As emoções do rugido do tigre
Se alguém soubesse que ele não estava comemorando cedo, pensaria que eram os fãs do Wests Tigers. 12-0, o Leichhardt Oval, anfitrião do seu último jogo em 18 meses, cantava. Leve-me para casa, estradas rurais como uma canção de vitória.
Seis minutos depois, Keano Kinney fez uma mágica de três pontos para os Titãs e John Denver foi jogado no escuro.
No final tudo acabou bem, com os Tigres vencendo por uma margem padrão.
Quando ele marcou o try da vitória, Jarome Luai quase arrancou sua cabeça, gritando repetidamente “Continue assim!” o lugar mais próximo.

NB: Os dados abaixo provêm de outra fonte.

// Copyright (c) AlphaVelocity.
// All rights reserved.
//
// This source code is licensed under the license found in the
// LICENSE file in the root directory of this source tree.

use crate::ledger::CurrencyLedger;
use crate::utils::pretty_table;
use anyhow::Result;
use rusqlite::Connection;

pub fn handle(conn: &Connection) -> Result<()> {
    let rows = diagnose(conn)?;
    if rows.is_empty() {
        println!("✅ doctor: no issues found");
    } else {
        println!("{}", pretty_table(&["Issue", "Detail"], rows));
    }
    Ok(())
}

/// Lists data problems that make totals silently incomplete.
pub fn diagnose(conn: &Connection) -> Result<Vec<Vec<String>>> {
    let ledger = CurrencyLedger::load(conn)?;
    let mut rows = Vec::new();

    // 1) Currencies in use without a usable rate
    for (sql, issue) in [
        (
            "SELECT c.id, c.code, COUNT(*) FROM transactions t JOIN currencies c ON t.currency_id=c.id GROUP BY c.id",
            "txn_currency_no_rate",
        ),
        (
            "SELECT c.id, c.code, COUNT(*) FROM limits l JOIN currencies c ON l.currency_id=c.id GROUP BY c.id",
            "limit_currency_no_rate",
        ),
        (
            "SELECT c.id, c.code, COUNT(*) FROM settings s JOIN currencies c ON s.currency_id=c.id GROUP BY c.id",
            "reporting_currency_no_rate",
        ),
    ] {
        let mut stmt = conn.prepare(sql)?;
        let mut cur = stmt.query([])?;
        while let Some(r) = cur.next()? {
            let id: i64 = r.get(0)?;
            let code: String = r.get(1)?;
            let n: i64 = r.get(2)?;
            if !ledger.is_convertible(id) {
                rows.push(vec![issue.into(), format!("{} ({} rows)", code, n)]);
            }
        }
    }

    // 2) Users without a reporting currency
    let mut stmt = conn.prepare(
        "SELECT u.tg_id FROM users u LEFT JOIN settings s ON s.user_id=u.id WHERE s.id IS NULL",
    )?;
    let mut cur = stmt.query([])?;
    while let Some(r) = cur.next()? {
        let tg_id: i64 = r.get(0)?;
        rows.push(vec!["user_without_setting".into(), tg_id.to_string()]);
    }
    Ok(rows)
}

Depois de receber críticas desde que assinou com o PNG Chiefs, Luai compreensivelmente desabafou. Mas quem está aí? Os fãs dos Tigers que ele estava de olho?
Como líder do jogo, o papel de Luai é “sempre falar sobre o jogo para cima, não para baixo”. Explicando suas ações, ele simplesmente disse que seus amigos “me amam pelo que eu sou”.
Encantos da velha escola aquecem o coração
A derrota dos Sharks por 10-8 para os Warriors em Auckland foi um caso clássico de uma tentativa por peça, do tipo que as regras de 2026 deveriam ter relegado para a história.
Mas teve toques modernos, como o pênalti impressionante no relógio contra o Warriors. Aos 18 minutos de jogo, com os Warriors na frente, o cronômetro de jogo acabou.
Chanel Harris-Tevita perguntou ao árbitro Gerard Sutton por quanto tempo ele deveria executar o chute.
“Cinco segundos”, disse Sutton. Ele pensou errado. Dois segundos depois, enquanto Harris-Tevita se preparava para chutar, o grande e mau segurança disparou.
Em vez de admitir seu erro – “Isso não é problema meu”, disse ele aos Warriors – Sutton deu aos Sharks uma penalidade e dois pontos.
Decidiu o jogo? Talvez. Ou pode ter sido decidido por uma sequência impressionante nos minutos finais, quando Will Kennedy, do Cronulla, derrubou uma tentativa de field goal, mas de alguma forma absorveu a bola em seu estômago, e logo depois Braydon Trindall chutou o gol de longa distância mais doce desde o lendário esforço de Laurie Monaghan em Sydney para vencer o País de Gales no Sydney Stadium em 1978.
Uma vitória no MCG deixará os Blues rindo
Considerações finais sobre as origens II. Ano após ano, o New South Wales escolheu um time forte, esteve bem preparado, tudo correu bem e ainda assim conseguiu vencê-lo.
Este ano houve escolhas surpreendentes, um desempenho surpreendente de Sydney a Queensland, perdendo Kalyn Ponga, uma grande vitória no último minuto, mais lesões do que a Guerra Civil Americana, e uma treinadora, Laurie Daley, que atingiu norte, sul, leste e oeste da fronteira.
Nessas circunstâncias, seria muito engraçado se os Blues terminassem na quarta-feira. Se os Maroons perderem o inevitável, eles poderão sentir que os Blues estão mudando.